A finales de los años 70 los norteamericanos están dando los últimos retoques al programa con el que mandar mujeres al espacio en el transbordador espacial, y la URSS decide retomar la posibilidad de enviar a alguna de las cosmonautas del grupo de Tereshkova al espacio. Ella aplica al puesto, y durante las pruebas conoce a un médico del que se termina enamorándose. Es Yuliy Shaposhnikov. En 1979 Valentina se separa de Nikolayev, aunque el divorcio no está contemplado en el idealizado mundo de los astronautas y cosmonautas que vende familias perfectas, o al menos de momento. Un fracaso en lo privado supondría la automática salida de la cosmonáutica. Y ellos son todavía más que eso, al ser los dos viajeros espaciales. No le importa, y sigue el proceso de divorcio. Como en la boda, su divorcio necesita una firma, la del secretario general del Partido Comunista, Leonid Brezhnev. Y no llegará hasta 1982.

En los EE.UU. pasaba más o menos lo mismo, los astronautas eran semidioses a los que un divorcio mancharía su currículum. El propio Neil Armstrong sufrió esa especie de impedimento para separarse de Janet, estando mal con su pareja desde los años 60, la separación no se hizo efectiva hasta los 90. Lo conté aquí para National Geographic.

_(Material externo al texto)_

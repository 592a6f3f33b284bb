use serde::{Deserialize, Serialize};

use super::{Pa, ProcessId, Va};

/// Layout family of a process's user-mode loader structures.
#[derive(Debug, Clone, Copy, PartialEq, Eq, Hash, Serialize, Deserialize)]
pub enum Bitness {
    /// Native 64-bit process.
    Native64,

    /// 32-bit process hosted by the WoW64 environment of a 64-bit system.
    Wow64On64,
}

impl Bitness {
    /// Returns the width of a user-mode pointer in bytes.
    pub const fn pointer_width(self) -> usize {
        match self {
            Self::Native64 => 8,
            Self::Wow64On64 => 4,
        }
    }
}

/// What the process resolver knows about a live process.
///
/// # Implementation Details
///
/// `peb` corresponds to `PsGetProcessPeb()`, `wow64_peb` to
/// `PsGetProcessWow64Process()`.
#[derive(Debug, Clone, Copy, PartialEq, Eq)]
pub struct ProcessObject {
    /// The process identifier.
    pub id: ProcessId,

    /// Address of the native (64-bit) process environment block.
    pub peb: Va,

    /// Address of the 32-bit process environment block, if the process
    /// runs under WoW64.
    pub wow64_peb: Option<Va>,
}

impl ProcessObject {
    /// Returns the loader layout family of the process.
    pub fn bitness(&self) -> Bitness {
        match self.wow64_peb {
            Some(_) => Bitness::Wow64On64,
            None => Bitness::Native64,
        }
    }

    /// Returns the environment block matching [`bitness`].
    ///
    /// [`bitness`]: Self::bitness
    pub fn environment_block(&self) -> Va {
        self.wow64_peb.unwrap_or(self.peb)
    }
}

/// The address space of a process, derived for the duration of one
/// operation.
///
/// Never cache this beyond a single call: the process may exit or be
/// replaced by a process with the same identifier at any time.
#[derive(Debug, Clone, Copy, PartialEq, Eq)]
pub struct ProcessAddressSpace {
    /// The process identifier.
    pub process_id: ProcessId,

    /// The page-table root (CR3) of the process.
    pub root: Pa,

    /// The loader layout family of the process.
    pub bitness: Bitness,
}
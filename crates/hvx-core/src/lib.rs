//! Core types and the stealthy memory reader.
//!
//! Everything in the hvx workspace is built on two primitives supplied by the
//! hypervisor: a fault-free physical memory accessor and a guest page-table
//! walker. This crate defines those collaborators as traits
//! ([`PhysicalMemory`], [`AddressTranslator`], [`ProcessResolver`]) and builds
//! the [`StealthyReader`] on top of them.

mod core;
mod driver;
mod error;
mod reader;

pub use self::{
    core::{Bitness, Pa, ProcessAddressSpace, ProcessId, ProcessObject, Va},
    driver::{AddressTranslator, HvxDriver, PhysicalMemory, ProcessResolver},
    error::HvxError,
    reader::{StealthyReader, page_chunk_len},
};

/// Size of a guest page.
pub const PAGE_SIZE: u64 = 0x1000;

/// Mask selecting the offset of an address within its page.
pub const PAGE_OFFSET_MASK: u64 = PAGE_SIZE - 1;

Con su hija Elena camino de convertirse en médico y divorciada de Nikolayev, Valentina vive felizmente con Yuliy durante 20 años hasta que él fallece en 1999. Valentina está de vuelta de todo, no solo del espacio. Vivió un infierno casi desde el mismo momento en el que decidió dejar aquella fábrica textil y presentarse al puesto que buscaban para ser cosmonauta. Quizá por eso hace tiempo que manifestó públicamente que si existía la posibilidad de viajar a Marte, iría incluso con billete de ida solo. Del mismo modo, Valentina lleva desde que volvió del espacio luchando por la visibilización de la mujer, por la paz en el mundo, por contar qué es lo necesario, y vive retirada en su hogar a las afueras de la Ciudad de las Estrellas, en una casa coronada con una gaviota, el animal que le ha acompañado a lo largo de su vida, en la que disfruta de las visitas de su familia y de toda esa gente que conoció a lo largo y ancho del planeta que orbitó en 48 ocasiones durante tres días.